Our pastor at our church in Viriginia defined idolatry as anything you try to suck life from, other than God, the life-giver. In other words, there are a lot of things in creation that are very good, that we are allowed to enjoy, that are given as blessings. They become idols when we expect, demand, or try to wring more out of them than they are designed to provide.
I have a tendency to idolize relationship.
I care too much about what people think of me.
The one good thing I learned from my local therapist was that I think far too often “does so-and-so really like me” and not often enough about who I like and who I want to spend time with.
(I worry that I’ll be the clueless idiot who thinks everyone is their friend, who doesn’t see how everyone really hates them. Fodder for other people’s amusement and sick pleasure. But chances are, as that therapist said, if someone really hates me, they’ll make the message clear — I don’t need to hunt for it. It is highly unlikely that there’s a Chillingworth out there who wants to make me his Dimmesdale.)

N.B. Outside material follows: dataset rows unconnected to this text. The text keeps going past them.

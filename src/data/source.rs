use std::collections::BTreeMap;
use std::path::{Path, PathBuf};

use log::debug;

use super::loader::{self, TABLE_EXTENSIONS, TableInfo};
use super::location::LocationTemplate;
use super::model::RowView;
use crate::error::{BlindError, BlindResult};

// ---------------------------------------------------------------------------
// TabularSource – one logical table, possibly chained over many files
// ---------------------------------------------------------------------------

/// A row-addressable table of named numeric columns with a single cursor.
pub trait TabularSource {
    /// Human-readable identity used in error messages.
    fn name(&self) -> &str;

    /// Every column the table offers, activated or not.
    fn columns(&self) -> &[String];

    /// Restrict reads to the given columns.  Replaces any previous selection.
    fn activate(&mut self, columns: &[String]) -> BlindResult<()>;

    fn num_rows(&self) -> usize;

    /// Move the cursor to `row` and materialize the active columns.
    fn read_row(&mut self, row: usize) -> BlindResult<()>;

    /// Values at the cursor.
    fn row(&self) -> &RowView;

    fn has_column(&self, column: &str) -> bool {
        self.columns().iter().any(|c| c == column)
    }
}

// ---------------------------------------------------------------------------
// ColumnarTable – fully materialized columns
// ---------------------------------------------------------------------------

#[derive(Debug, Clone)]
pub struct ColumnarTable {
    name: String,
    schema: Vec<String>,
    data: Vec<Vec<f64>>,
    rows: usize,
    active: Vec<usize>,
    cursor: RowView,
}

impl ColumnarTable {
    /// Build a table from `(column, values)` pairs; all columns must have the
    /// same length.
    pub fn new<S: Into<String>>(
        name: impl Into<String>,
        columns: Vec<(S, Vec<f64>)>,
    ) -> BlindResult<Self> {
        let name = name.into();
        let mut schema = Vec::with_capacity(columns.len());
        let mut data = Vec::with_capacity(columns.len());
        let mut rows = None;

        for (column, values) in columns {
            let column = column.into();
            match rows {
                None => rows = Some(values.len()),
                Some(expected) if expected != values.len() => {
                    return Err(BlindError::RowCountMismatch {
                        source_name: format!("{name}/{column}"),
                        expected,
                        found: values.len(),
                    });
                }
                Some(_) => {}
            }
            schema.push(column);
            data.push(values);
        }

        Ok(Self {
            name,
            schema,
            data,
            rows: rows.unwrap_or(0),
            active: Vec::new(),
            cursor: RowView::default(),
        })
    }

    /// Append the rows of `parts` after this table's.  Every part must carry
    /// all of this table's columns.
    pub fn chain(mut self, parts: Vec<ColumnarTable>) -> BlindResult<Self> {
        for part in parts {
            for (column, values) in self.schema.iter().zip(self.data.iter_mut()) {
                let idx = part.schema.iter().position(|c| c == column).ok_or_else(|| {
                    BlindError::ColumnNotFound {
                        column: column.clone(),
                        source_name: part.name.clone(),
                    }
                })?;
                values.extend_from_slice(&part.data[idx]);
            }
            self.rows += part.rows;
        }
        Ok(self)
    }
}

impl TabularSource for ColumnarTable {
    fn name(&self) -> &str {
        &self.name
    }

    fn columns(&self) -> &[String] {
        &self.schema
    }

    fn activate(&mut self, columns: &[String]) -> BlindResult<()> {
        let mut active = Vec::with_capacity(columns.len());
        let mut names = Vec::with_capacity(columns.len());
        for column in columns {
            let idx = self
                .schema
                .iter()
                .position(|c| c == column)
                .ok_or_else(|| BlindError::ColumnNotFound {
                    column: column.clone(),
                    source_name: self.name.clone(),
                })?;
            if !active.contains(&idx) {
                active.push(idx);
                names.push(column.clone());
            }
        }
        self.active = active;
        self.cursor = RowView::new(names);
        Ok(())
    }

    fn num_rows(&self) -> usize {
        self.rows
    }

    fn read_row(&mut self, row: usize) -> BlindResult<()> {
        if row >= self.rows {
            return Err(BlindError::RowRead {
                source_name: self.name.clone(),
                row,
            });
        }
        let data = &self.data;
        self.cursor
            .fill(row, self.active.iter().map(|&idx| data[idx][row]));
        Ok(())
    }

    fn row(&self) -> &RowView {
        &self.cursor
    }
}

// ---------------------------------------------------------------------------
// FileChain – table files concatenated in order, read in row blocks
// ---------------------------------------------------------------------------

/// Rows decoded per file read.
pub const BLOCK_ROWS: usize = 4096;

/// Decoded rows `start..start + len` of one file's active columns.
#[derive(Debug)]
struct Block {
    file: usize,
    start: usize,
    len: usize,
    values: Vec<Vec<f64>>,
}

impl Block {
    fn covers(&self, file: usize, local: usize) -> bool {
        self.file == file && (self.start..self.start + self.len).contains(&local)
    }
}

/// Table files read as one table.  The schema is the first file's.  Only
/// activated columns are decoded, one block of rows of one file at a time.
#[derive(Debug)]
pub struct FileChain {
    name: String,
    files: Vec<(PathBuf, TableInfo)>,
    /// Chain row at which each file starts.
    offsets: Vec<usize>,
    schema: Vec<String>,
    rows: usize,
    active: Vec<String>,
    block_rows: usize,
    block: Option<Block>,
    cursor: RowView,
}

impl FileChain {
    pub fn open(name: impl Into<String>, paths: Vec<PathBuf>) -> BlindResult<Self> {
        let mut files = Vec::with_capacity(paths.len());
        for path in paths {
            let info = loader::probe_table(&path).map_err(|source| BlindError::Storage {
                path: path.display().to_string(),
                source,
            })?;
            files.push((path, info));
        }

        let mut offsets = Vec::with_capacity(files.len());
        let mut rows = 0;
        for (_, info) in &files {
            offsets.push(rows);
            rows += info.rows;
        }
        let schema = files
            .first()
            .map(|(_, info)| info.columns.clone())
            .unwrap_or_default();

        Ok(Self {
            name: name.into(),
            files,
            offsets,
            schema,
            rows,
            active: Vec::new(),
            block_rows: BLOCK_ROWS,
            block: None,
            cursor: RowView::default(),
        })
    }

    pub fn with_block_rows(mut self, rows: usize) -> Self {
        self.block_rows = rows.max(1);
        self.block = None;
        self
    }

    fn load_block(&self, file: usize, local: usize) -> BlindResult<Block> {
        let (path, info) = &self.files[file];
        let len = self.block_rows.min(info.rows - local);
        let values = if self.active.is_empty() {
            Vec::new()
        } else {
            loader::read_rows(path, &self.active, local, len).map_err(|source| {
                BlindError::Storage {
                    path: path.display().to_string(),
                    source,
                }
            })?
        };
        if let Some(short) = values.iter().find(|column| column.len() != len) {
            return Err(BlindError::RowRead {
                source_name: path.display().to_string(),
                row: local + short.len(),
            });
        }
        debug!("{}: decoded rows {local}..{} of {}", self.name, local + len, path.display());
        Ok(Block {
            file,
            start: local,
            len,
            values,
        })
    }

    #[cfg(test)]
    fn buffered_rows(&self) -> usize {
        self.block.as_ref().map_or(0, |block| block.len)
    }
}

impl TabularSource for FileChain {
    fn name(&self) -> &str {
        &self.name
    }

    fn columns(&self) -> &[String] {
        &self.schema
    }

    fn activate(&mut self, columns: &[String]) -> BlindResult<()> {
        let mut wanted: Vec<String> = Vec::with_capacity(columns.len());
        for column in columns {
            if !wanted.contains(column) {
                wanted.push(column.clone());
            }
        }

        for (path, info) in &self.files {
            if let Some(missing) = wanted.iter().find(|c| !info.columns.contains(c)) {
                return Err(BlindError::ColumnNotFound {
                    column: missing.clone(),
                    source_name: path.display().to_string(),
                });
            }
        }

        debug!("{}: activated {} column(s)", self.name, wanted.len());
        self.cursor = RowView::new(wanted.clone());
        self.active = wanted;
        self.block = None;
        Ok(())
    }

    fn num_rows(&self) -> usize {
        self.rows
    }

    fn read_row(&mut self, row: usize) -> BlindResult<()> {
        if row >= self.rows {
            return Err(BlindError::RowRead {
                source_name: self.name.clone(),
                row,
            });
        }
        // offsets[0] is 0, so at least one file starts at or before `row`.
        let file = self.offsets.partition_point(|&offset| offset <= row) - 1;
        let local = row - self.offsets[file];

        let block = match self.block.take() {
            Some(block) if block.covers(file, local) => block,
            _ => self.load_block(file, local)?,
        };
        let at = local - block.start;
        self.cursor.fill(row, block.values.iter().map(|column| column[at]));
        self.block = Some(block);
        Ok(())
    }

    fn row(&self) -> &RowView {
        &self.cursor
    }
}

// ---------------------------------------------------------------------------
// SourceResolver – turns a location template into a source
// ---------------------------------------------------------------------------

/// Resolves a location for the samples of a run.  `Ok(None)` means no table
/// exists there for at least one sample.
pub trait SourceResolver {
    fn resolve(
        &self,
        template: &LocationTemplate,
        samples: &[String],
        detector: Option<&str>,
    ) -> BlindResult<Option<Box<dyn TabularSource>>>;
}

/// Filesystem layout: the files half globs sample container directories, the
/// table half is a path inside each container, completed with a table file
/// extension.
#[derive(Debug, Clone, Copy, Default)]
pub struct FsResolver;

impl SourceResolver for FsResolver {
    fn resolve(
        &self,
        template: &LocationTemplate,
        samples: &[String],
        detector: Option<&str>,
    ) -> BlindResult<Option<Box<dyn TabularSource>>> {
        let table = template.table_for(detector);
        let mut files = Vec::new();

        for sample in samples {
            let pattern = template.files_for(sample);
            let mut containers: Vec<PathBuf> =
                glob::glob(&pattern)?.filter_map(Result::ok).collect();
            containers.sort();

            let found: Vec<PathBuf> = containers
                .iter()
                .filter_map(|c| find_table(c, &table))
                .collect();
            if found.is_empty() {
                debug!("no table {table} under {pattern}");
                return Ok(None);
            }
            files.extend(found);
        }

        if files.is_empty() {
            return Ok(None);
        }

        let chain = FileChain::open(template.describe(samples, detector), files)?;
        Ok(Some(Box::new(chain)))
    }
}

fn find_table(container: &Path, table: &str) -> Option<PathBuf> {
    TABLE_EXTENSIONS
        .iter()
        .map(|ext| container.join(format!("{table}.{ext}")))
        .find(|path| path.is_file())
}

/// In-memory tables keyed by fully substituted `files:table` location.
#[derive(Debug, Clone, Default)]
pub struct MemoryResolver {
    tables: BTreeMap<String, ColumnarTable>,
}

impl MemoryResolver {
    pub fn new() -> Self {
        Self::default()
    }

    pub fn insert(&mut self, location: impl Into<String>, table: ColumnarTable) {
        self.tables.insert(location.into(), table);
    }

    pub fn with(mut self, location: impl Into<String>, table: ColumnarTable) -> Self {
        self.insert(location, table);
        self
    }

    /// Take over every table of `other`, replacing equal locations.
    pub fn merge(&mut self, other: MemoryResolver) {
        self.tables.extend(other.tables);
    }
}

impl SourceResolver for MemoryResolver {
    fn resolve(
        &self,
        template: &LocationTemplate,
        samples: &[String],
        detector: Option<&str>,
    ) -> BlindResult<Option<Box<dyn TabularSource>>> {
        let table = template.table_for(detector);
        let mut parts = Vec::with_capacity(samples.len());
        for sample in samples {
            let key = format!("{}:{table}", template.files_for(sample));
            match self.tables.get(&key) {
                Some(part) => parts.push(part.clone()),
                None => return Ok(None),
            }
        }

        let mut parts = parts.into_iter();
        let Some(first) = parts.next() else {
            return Ok(None);
        };
        let mut chained = first.chain(parts.collect())?;
        chained.name = template.describe(samples, detector);
        Ok(Some(Box::new(chained)))
    }
}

As my friend Kitty reminded me via Facebook chat this morning, the key is to do what I love, and love myself. It’s more fun to be around people who are secure, confident, comfortable, and having fun, than around people who are desperate, clingy, turning themselves inside-out in effort to win and keep friends. Real relationship requires real persons — real selves.
(Of course, when I AM desperate — like when I’m in the throes of a dark depression — it’s okay to ask for help from my friends. That’s different from the desperation to find identity and security in the favor of others.)
I’ll add that the key to doing what I love and loving myself is to abandon my broken cisterns and go running to the well of living water — that is, to remember that in Christ I have real acceptance and belonging and security and favor and freedom.